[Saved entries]
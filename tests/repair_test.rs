use anyhow::Result;
use roameo_scraper::repair::{RepairEngine, Strategy};
use serde_json::json;
use std::fs;
use tempfile::tempdir;

#[test]
fn test_timeout_listing_with_quotes_and_nested_page() -> Result<()> {
    let text = r#"[
  {'name': 'Bar A', 'source_categories': ['Bar'],},
  [
    {name: 'Bar B', 'source_categories': ['Bar']}
  ]
]"#;
    let repaired = RepairEngine::new().repair(text)?;

    assert_eq!(repaired.report.strategy, Strategy::Lenient);
    assert_eq!(repaired.report.flattened, 1);
    assert_eq!(
        repaired.value,
        json!([
            {"name": "Bar A", "source_categories": ["Bar"]},
            {"name": "Bar B", "source_categories": ["Bar"]}
        ])
    );
    Ok(())
}

#[test]
fn test_chatty_model_answer_is_extracted() -> Result<()> {
    let answer = "Here is the enrichment you asked for:\n```json\n{\"enrich_type\": \"events\", \"enrich_hiddenGemScore\": 64}\n```\nLet me know if you need more.";
    let repaired = RepairEngine::for_llm_response().repair(answer)?;

    assert_eq!(repaired.report.strategy, Strategy::ResponseExtraction);
    assert_eq!(repaired.value["enrich_hiddenGemScore"], 64);
    Ok(())
}

#[test]
fn test_answer_cut_off_mid_object_is_closed() -> Result<()> {
    let answer = r#"{"enrich_type": "events", "enrich_tagsType": {"Food": 50"#;
    let repaired = RepairEngine::for_llm_response().repair(answer)?;

    assert_eq!(repaired.report.strategy, Strategy::CloseTruncated);
    assert_eq!(
        repaired.value,
        json!({"enrich_type": "events", "enrich_tagsType": {"Food": 50}})
    );
    Ok(())
}

#[test]
fn test_repaired_file_round_trips_through_disk() -> Result<()> {
    let dir = tempdir()?;
    let input = dir.path().join("timeout_bar_final.json");
    fs::write(&input, "[{\"name\": \"Caf\u{e9}\", \"tags\": [\"Bar\",],},]")?;

    let text = fs::read_to_string(&input)?;
    let repaired = RepairEngine::new().repair(&text)?;
    assert_eq!(repaired.value, json!([{"name": "Café", "tags": ["Bar"]}]));
    Ok(())
}

#[test]
fn test_truncated_dump_keeps_records_after_nested_arrays() -> Result<()> {
    let dir = tempdir()?;
    let input = dir.path().join("timeout_bar_final.json");
    fs::write(
        &input,
        r#"[{"name": "Bar A", "tags": ["rooftop"]}, {"name": "Bar B"}, {"name": "Bar C", "note": "cut"#,
    )?;

    let repaired = RepairEngine::new().repair(&fs::read_to_string(&input)?)?;
    assert_eq!(repaired.report.strategy, Strategy::CloseTruncated);
    assert_eq!(repaired.value.as_array().map(Vec::len), Some(3));
    assert_eq!(repaired.value[2]["note"], "cut");
    Ok(())
}

#[test]
fn test_answer_cut_mid_literal_drops_the_member() -> Result<()> {
    let answer = r#"{"enrich_type": "events", "enrich_isFree": tru"#;
    let repaired = RepairEngine::for_llm_response().repair(answer)?;

    assert_eq!(repaired.value, json!({"enrich_type": "events"}));
    Ok(())
}
//! Bulk field edits over record lists. Every operation returns how many
//! records (or values) it changed.

use crate::common::constants::DEFAULT_BAR_CATEGORY;
use crate::common::types::{str_field, Record};
use serde_json::{Number, Value};

pub fn strip_prefixed(records: &mut [Record], prefix: &str) -> usize {
    let mut changed = 0;
    for record in records.iter_mut() {
        let before = record.len();
        record.retain(|key, _| !key.starts_with(prefix));
        if record.len() != before {
            changed += 1;
        }
    }
    changed
}

pub fn remove_field(records: &mut [Record], name: &str) -> usize {
    records
        .iter_mut()
        .filter_map(|record| record.remove(name))
        .count()
}

/// Multiplies numeric values of `field`; strings and other types are left
/// alone. Integers stay integers when the product is whole.
pub fn scale_numeric(records: &mut [Record], field: &str, factor: f64) -> usize {
    let mut changed = 0;
    for record in records.iter_mut() {
        let Some(Value::Number(n)) = record.get(field) else {
            continue;
        };
        let scaled = match (n.as_i64(), factor.fract() == 0.0) {
            (Some(i), true) => Value::Number(Number::from(i.saturating_mul(factor as i64))),
            _ => match n.as_f64().and_then(|f| Number::from_f64(f * factor)) {
                Some(num) => Value::Number(num),
                None => continue,
            },
        };
        record.insert(field.to_string(), scaled);
        changed += 1;
    }
    changed
}

pub fn copy_field(records: &mut [Record], from: &str, to: &str) -> usize {
    let mut changed = 0;
    for record in records.iter_mut() {
        if let Some(value) = record.get(from).cloned() {
            record.insert(to.to_string(), value);
            changed += 1;
        }
    }
    changed
}

/// Replaces `from` with `to` inside the list stored at `field`. Counts
/// replaced values, not records.
pub fn replace_list_value(records: &mut [Record], field: &str, from: &str, to: &str) -> usize {
    let mut changed = 0;
    for record in records.iter_mut() {
        if let Some(Value::Array(items)) = record.get_mut(field) {
            for item in items.iter_mut().filter(|v| v.as_str() == Some(from)) {
                *item = Value::String(to.to_string());
                changed += 1;
            }
        }
    }
    changed
}

/// Seeds `enrich_localName` and `enrich_englishName` from `source_name`.
pub fn default_names_from_source(records: &mut [Record]) -> usize {
    let mut changed = 0;
    for record in records.iter_mut() {
        if let Some(name) = record.get("source_name").cloned() {
            record.insert("enrich_localName".to_string(), name.clone());
            record.insert("enrich_englishName".to_string(), name);
            changed += 1;
        }
    }
    changed
}

fn neighbourhood_from(record: &Record) -> String {
    let address = str_field(record, "source_address").unwrap_or_default();
    let parts: Vec<&str> = address.split(',').map(str::trim).collect();
    if parts.len() >= 2 {
        return format!("{}, {}", parts[parts.len() - 2], parts[parts.len() - 1]);
    }
    str_field(record, "source_neighbourhood")
        .unwrap_or_default()
        .to_string()
}

/// Sets `enrich_type` from the first source category and
/// `enrich_neighborhood` from the tail of the address.
pub fn derive_type_and_neighbourhood(records: &mut [Record]) -> usize {
    for record in records.iter_mut() {
        let enrich_type = record
            .get("source_categories")
            .and_then(Value::as_array)
            .and_then(|c| c.first())
            .cloned()
            .unwrap_or_else(|| Value::String(DEFAULT_BAR_CATEGORY.to_string()));
        let neighbourhood = neighbourhood_from(record);
        record.insert("enrich_type".to_string(), enrich_type);
        record.insert("enrich_neighborhood".to_string(), Value::String(neighbourhood));
    }
    records.len()
}

#[cfg(test)]
mod tests {
    use super::*;
    use crate::common::types::records_from_value;
    use serde_json::json;

    #[test]
    fn strips_prefixed_keys() {
        let mut records =
            records_from_value(json!([{"klook_a": 1, "source_b": 2}, {"x": 1}])).unwrap();
        assert_eq!(strip_prefixed(&mut records, "klook_"), 1);
        assert_eq!(Value::Object(records[0].clone()), json!({"source_b": 2}));
    }

    #[test]
    fn scales_numbers_only() {
        let mut records = records_from_value(json!([
            {"enrich_hiddenGemScore": 7},
            {"enrich_hiddenGemScore": 6.5},
            {"enrich_hiddenGemScore": "8"},
            {}
        ]))
        .unwrap();
        assert_eq!(scale_numeric(&mut records, "enrich_hiddenGemScore", 10.0), 2);
        assert_eq!(records[0]["enrich_hiddenGemScore"], 70);
        assert_eq!(records[1]["enrich_hiddenGemScore"], 65.0);
        assert_eq!(records[2]["enrich_hiddenGemScore"], "8");
    }

    #[test]
    fn replaces_list_values_and_copies() {
        let mut records = records_from_value(json!([
            {"source_categories": ["Bar", "Pub", "Bar"], "enrich_neighborhood": "Central"},
            {"source_categories": []}
        ]))
        .unwrap();
        assert_eq!(
            replace_list_value(&mut records, "source_categories", "Bar", "Bars and pubs"),
            2
        );
        assert_eq!(
            records[0]["source_categories"],
            json!(["Bars and pubs", "Pub", "Bars and pubs"])
        );
        assert_eq!(
            copy_field(&mut records, "enrich_neighborhood", "source_neighbourhood"),
            1
        );
        assert_eq!(records[0]["source_neighbourhood"], "Central");
        assert_eq!(remove_field(&mut records, "source_neighbourhood"), 1);
    }

    #[test]
    fn derives_type_and_neighbourhood() {
        let mut records = records_from_value(json!([
            {"source_categories": ["Cocktail bar"], "source_address": "G/F, 12 Ship St, Wan Chai, Hong Kong"},
            {"source_address": "", "source_neighbourhood": "Soho"},
            {"source_name": "Quinary"},
            {"source_address": "Shop 3 Pier 7"}
        ]))
        .unwrap();
        assert_eq!(derive_type_and_neighbourhood(&mut records), 4);
        assert_eq!(records[0]["enrich_type"], "Cocktail bar");
        assert_eq!(records[0]["enrich_neighborhood"], "Wan Chai, Hong Kong");
        assert_eq!(records[1]["enrich_type"], "Bars and pubs");
        assert_eq!(records[1]["enrich_neighborhood"], "Soho");
        assert_eq!(records[2]["enrich_neighborhood"], "");
        assert_eq!(records[3]["enrich_neighborhood"], "");

        assert_eq!(default_names_from_source(&mut records), 1);
        assert_eq!(records[2]["enrich_englishName"], "Quinary");
    }
}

> [Assignment]: Every line in the records above with the string "input" in it should be shown.

> [Exercise response]:
    let input = dir.path().join("timeout_bar_final.json");
    fs::write(&input, "[{\"name\": \"Caf\u{e9}\", \"tags\": [\"Bar\",],},]")?;
    let text = fs::read_to_string(&input)?;
    let input = dir.path().join("timeout_bar_final.json");
        &input,
    let repaired = RepairEngine::new().repair(&fs::read_to_string(&input)?)?;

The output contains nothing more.